Rose Potter should have known better than to meddle with her scar. Lord Voldemort now walks in her body, behind enemy lines, without anyone the wiser. Now, what's all this about a trial for underage magic?

OotP divergence, Lord Voldemort in femaleHarry's body.

Chapter 1: Incarnation

Chapter Text

In the end, the Potter girl invited him in. 

Voldemort had bided his time for years. When he had first become trapped in this body, it had not been so: he had struggled and strived, as was his nature, exerting all his might to overpower the girl’s childish will. Yet to his humiliation, he had been found lacking. The lingering protection created by the mudblood Evans stymied him at every turn.

He had been left as a pitiful spirit, barely clinging to existence, unable to look through the girl’s eyes, nor hear through her ears, much less divine her thoughts. Mere flashes of the world were all he could manage, and that alone took great effort.

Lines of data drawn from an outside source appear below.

//! Tracing subscriber setup for the relay binaries.

use tracing_subscriber::{EnvFilter, fmt, layer::SubscriberExt, util::SubscriberInitExt};

/// Filter used when `RUST_LOG` is unset.
pub const DEFAULT_FILTER: &str = "login_relay_server=info,login_relay_core=info";

/// Install the global subscriber.
///
/// `RUST_LOG` wins over `default_filter`. With `log_json` every event is a
/// single JSON object per line, which keeps the structured `operation`,
/// `host` and `port` fields queryable in log aggregation.
pub fn init_tracing(default_filter: &str, log_json: bool) {
    let env_filter =
        EnvFilter::try_from_default_env().unwrap_or_else(|_| EnvFilter::new(default_filter));

    let (json_layer, text_layer) = if log_json {
        (Some(fmt::layer().json()), None)
    } else {
        (None, Some(fmt::layer()))
    };

    tracing_subscriber::registry()
        .with(env_filter)
        .with(json_layer)
        .with(text_layer)
        .init();
}
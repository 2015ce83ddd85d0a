#![forbid(unsafe_code)]
//! quarry-codec: the on-disk encoded block layer.
//!
//! Design intent:
//! - `block` encodes/decodes one contiguous run of column values; decoding is
//!   a restartable state machine so long blocks can be consumed incrementally
//!   and torn down mid-decode.
//! - `file` is the `{header}{payload}` record layout with random access.
//! - `manifest` consumes the key/value table manifest (the engine does not
//!   own its format).
//! - `cache` is the weak-reference block cache with amortized sweeping.
//! - `cursor` streams one column's row range across block boundaries.
//!
//! No implicit caching happens inside the codec itself; released blocks drop
//! their buffers immediately.

pub mod block;
pub mod cache;
pub mod cursor;
pub mod file;
pub mod manifest;
pub mod table;

pub use block::{decode, decode_range, encode, BlockInfo, DecodeHandle, EncodingKind};
pub use cache::{BlockCache, BlockKey};
pub use cursor::ColumnCursor;
pub use file::{BlockFileReader, BlockFileWriter, LoadedBlock};
pub use manifest::TableManifest;
pub use table::{write_table, TableColumn};
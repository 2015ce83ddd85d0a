//! Column projection. Selected columns share storage with the input batch;
//! nothing is copied until someone writes.

use quarry_core::batch::RowBatch;
use quarry_core::error::{Error, Result};

use crate::context::{ExecutionContext, Operator};

pub struct Project {
    columns: Vec<usize>,
}

impl Project {
    pub fn new(columns: Vec<usize>) -> Self {
        Self { columns }
    }
}

impl Operator for Project {
    fn name(&self) -> &'static str {
        "project"
    }

    fn execute(&mut self, ctx: &mut ExecutionContext<'_>) -> Result<()> {
        let Some(batch) = ctx.get_next(0)? else {
            return Ok(());
        };
        let mut selected = Vec::with_capacity(self.columns.len());
        for &idx in &self.columns {
            let col = batch.column(idx).ok_or_else(|| {
                Error::Shape(format!(
                    "project index {idx} out of range for {} columns",
                    batch.num_columns()
                ))
            })?;
            selected.push(col.clone());
        }
        ctx.emit(RowBatch::new(selected)?)
    }

    fn clone_for_segment(&self) -> Box<dyn Operator> {
        Box::new(Project::new(self.columns.clone()))
    }
}

#[cfg(test)]
mod tests {
    use super::*;
    use crate::context::{OperatorTree, SegmentSpec};
    use crate::range::RangeSource;
    use crate::union::Union;
    use quarry_core::value::LogicalType;

    fn range_tree(start: i64, end: i64, bs: usize) -> OperatorTree {
        OperatorTree::new(
            Box::new(RangeSource::new(start, end)),
            vec![],
            vec![LogicalType::Int],
            bs,
        )
    }

    #[test]
    fn projection_shares_column_storage() {
        // union(range, range) -> project second column
        let union = OperatorTree::new(
            Box::new(Union::new()),
            vec![range_tree(0, 6, 4), range_tree(10, 16, 4)],
            vec![LogicalType::Int, LogicalType::Int],
            4,
        );
        let mut tree = OperatorTree::new(
            Box::new(Project::new(vec![1])),
            vec![union],
            vec![LogicalType::Int],
            4,
        );
        let batches = tree.run_to_completion(SegmentSpec::whole(6)).unwrap();
        let all: Vec<i64> = batches
            .iter()
            .flat_map(|b| b.columns()[0].values().iter())
            .map(|v| v.as_int().unwrap())
            .collect();
        assert_eq!(all, (10..16).collect::<Vec<_>>());
    }

    #[test]
    fn duplicate_and_reorder_indices() {
        let mut tree = OperatorTree::new(
            Box::new(Project::new(vec![0, 0])),
            vec![range_tree(0, 3, 8)],
            vec![LogicalType::Int, LogicalType::Int],
            8,
        );
        let batches = tree.run_to_completion(SegmentSpec::whole(3)).unwrap();
        assert_eq!(batches[0].num_columns(), 2);
        assert!(batches[0].columns()[0].shares_storage_with(&batches[0].columns()[1]));
    }
}
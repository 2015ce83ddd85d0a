//! Table scan source: streams a manifest's columns for one segment.
//!
//! Readers and the block cache are shared across segment clones; the cursors
//! (and with them any in-flight block decode) are per segment.

use std::sync::Arc;

use quarry_codec::cache::BlockCache;
use quarry_codec::cursor::ColumnCursor;
use quarry_codec::file::BlockFileReader;
use quarry_codec::manifest::TableManifest;
use quarry_core::batch::{ColumnArray, RowBatch};
use quarry_core::error::{Error, Result};

use crate::context::{ExecutionContext, Operator};

pub struct ScanSource {
    manifest: Arc<TableManifest>,
    readers: Vec<Arc<BlockFileReader>>,
    cache: Arc<BlockCache>,
    cursors: Option<Vec<ColumnCursor>>,
    started: bool,
}

impl ScanSource {
    /// Opens every column file up front so shape errors surface at build
    /// time, not mid-query.
    pub fn open(manifest: Arc<TableManifest>, cache: Arc<BlockCache>) -> Result<Self> {
        let mut readers = Vec::with_capacity(manifest.column_files.len());
        for path in &manifest.column_files {
            let reader = BlockFileReader::open(path)?;
            if reader.total_rows() != manifest.num_rows {
                return Err(Error::Manifest(format!(
                    "column file {} holds {} rows, manifest declares {}",
                    path.display(),
                    reader.total_rows(),
                    manifest.num_rows
                )));
            }
            readers.push(Arc::new(reader));
        }
        Ok(Self {
            manifest,
            readers,
            cache,
            cursors: None,
            started: false,
        })
    }
}

impl Operator for ScanSource {
    fn name(&self) -> &'static str {
        "scan"
    }

    fn execute(&mut self, ctx: &mut ExecutionContext<'_>) -> Result<()> {
        if !self.started {
            let seg = ctx.segment();
            if seg.row_end > self.manifest.num_rows {
                return Err(Error::Shape(format!(
                    "segment rows {}..{} exceed table rows {}",
                    seg.row_begin, seg.row_end, self.manifest.num_rows
                )));
            }
            let cursors = self
                .readers
                .iter()
                .map(|r| {
                    ColumnCursor::new(
                        Arc::clone(r),
                        Arc::clone(&self.cache),
                        seg.row_begin,
                        seg.row_end,
                    )
                })
                .collect::<Result<Vec<_>>>()?;
            tracing::debug!(
                segment = seg.index,
                rows = seg.num_rows(),
                columns = self.readers.len(),
                "scan segment start"
            );
            self.cursors = Some(cursors);
            self.started = true;
        }

        let Some(cursors) = self.cursors.as_mut() else {
            return Ok(());
        };

        let want = ctx.block_size();
        let mut columns = Vec::with_capacity(cursors.len());
        let mut produced: Option<usize> = None;
        for cursor in cursors.iter_mut() {
            let mut values = Vec::with_capacity(want);
            let got = cursor.fill(&mut values, want)?;
            if let Some(prev) = produced {
                if got != prev {
                    return Err(Error::Decode(format!(
                        "column files disagree on row count ({prev} vs {got})"
                    )));
                }
            }
            produced = Some(got);
            columns.push(ColumnArray::from_values(values));
        }

        if produced.unwrap_or(0) == 0 {
            // Segment drained; drop the cursors so held blocks release.
            self.cursors = None;
            return Ok(());
        }
        ctx.emit(RowBatch::new(columns)?)
    }

    fn clone_for_segment(&self) -> Box<dyn Operator> {
        Box::new(ScanSource {
            manifest: Arc::clone(&self.manifest),
            readers: self.readers.iter().map(Arc::clone).collect(),
            cache: Arc::clone(&self.cache),
            cursors: None,
            started: false,
        })
    }
}

#[cfg(test)]
mod tests {
    use super::*;
    use crate::context::{OperatorTree, SegmentSpec};
    use quarry_codec::table::{write_table, TableColumn};
    use quarry_core::value::{LogicalType, Value};
    use std::path::PathBuf;

    fn make_table(name: &str, rows: u64, segment_rows: &[u64]) -> PathBuf {
        let dir = std::env::temp_dir().join(format!("quarry-scan-test-{}", std::process::id()));
        std::fs::create_dir_all(&dir).unwrap();
        let ints: Vec<Value> = (0..rows as i64).map(Value::Int).collect();
        let strs: Vec<Value> = (0..rows).map(|i| Value::Str(format!("r{i}"))).collect();
        write_table(
            &dir,
            name,
            &[
                TableColumn::new("id", LogicalType::Int, ints),
                TableColumn::new("label", LogicalType::Str, strs),
            ],
            segment_rows,
            16,
        )
        .unwrap()
    }

    fn scan_tree(manifest_path: &PathBuf, block_size: usize) -> OperatorTree {
        let manifest = Arc::new(TableManifest::load(manifest_path).unwrap());
        let types = manifest.column_types.clone();
        let op = ScanSource::open(manifest, Arc::new(BlockCache::new(64))).unwrap();
        OperatorTree::new(Box::new(op), vec![], types, block_size)
    }

    #[test]
    fn scans_whole_table() {
        let path = make_table("whole", 50, &[50]);
        let mut tree = scan_tree(&path, 8);
        let batches = tree.run_to_completion(SegmentSpec::whole(50)).unwrap();
        let total: usize = batches.iter().map(|b| b.num_rows()).sum();
        assert_eq!(total, 50);
        assert_eq!(batches[0].row(0), vec![Value::Int(0), Value::Str("r0".into())]);
    }

    #[test]
    fn scans_one_segment_of_many() {
        let path = make_table("seg", 60, &[20, 20, 20]);
        let mut tree = scan_tree(&path, 7);
        let seg = SegmentSpec {
            index: 1,
            num_segments: 3,
            row_begin: 20,
            row_end: 40,
        };
        let batches = tree.run_to_completion(seg).unwrap();
        let ids: Vec<i64> = batches
            .iter()
            .flat_map(|b| b.columns()[0].values().iter())
            .map(|v| v.as_int().unwrap())
            .collect();
        assert_eq!(ids, (20..40).collect::<Vec<_>>());
    }

    #[test]
    fn out_of_range_segment_errors() {
        let path = make_table("oob", 10, &[10]);
        let mut tree = scan_tree(&path, 4);
        let seg = SegmentSpec {
            index: 0,
            num_segments: 1,
            row_begin: 0,
            row_end: 11,
        };
        assert!(tree.run_to_completion(seg).is_err());
    }
}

She was at Hogwarts, that much he could tell through the brief snapshots. A Gryffindor surrounded by red-headed Weasleys. Beyond that, he received little more than glances of lessons, the odd part of inane conversations, and, on one occasion, an extended insight into the girl brushing her hair. 

But then, after several years, something changed. The girl’s thoughts began to spiral towards the dark, nourishing his spirit, drawing the two of them closer. His influence grew, and with it the girl’s awareness of his presence. To his surprise, her mind did not reel back. Instead, he could sense a new ambition take her, a wild recklessness driven by desperate need.

She began to draw upon his strength, and he allowed it. The promise of power was a well travelled road to Voldemort’s service, and as a magnanimous Lord, he was happy to show her the way. Knowledge leaked from his mind to hers—the Conjunctivitis Curse, the Bubble-Head Charm, the principles of organic transfiguration—and the foolish girl was ever hungry for more, thinking the magic to be a gift freely given.

With every spell, she made herself more his creature. 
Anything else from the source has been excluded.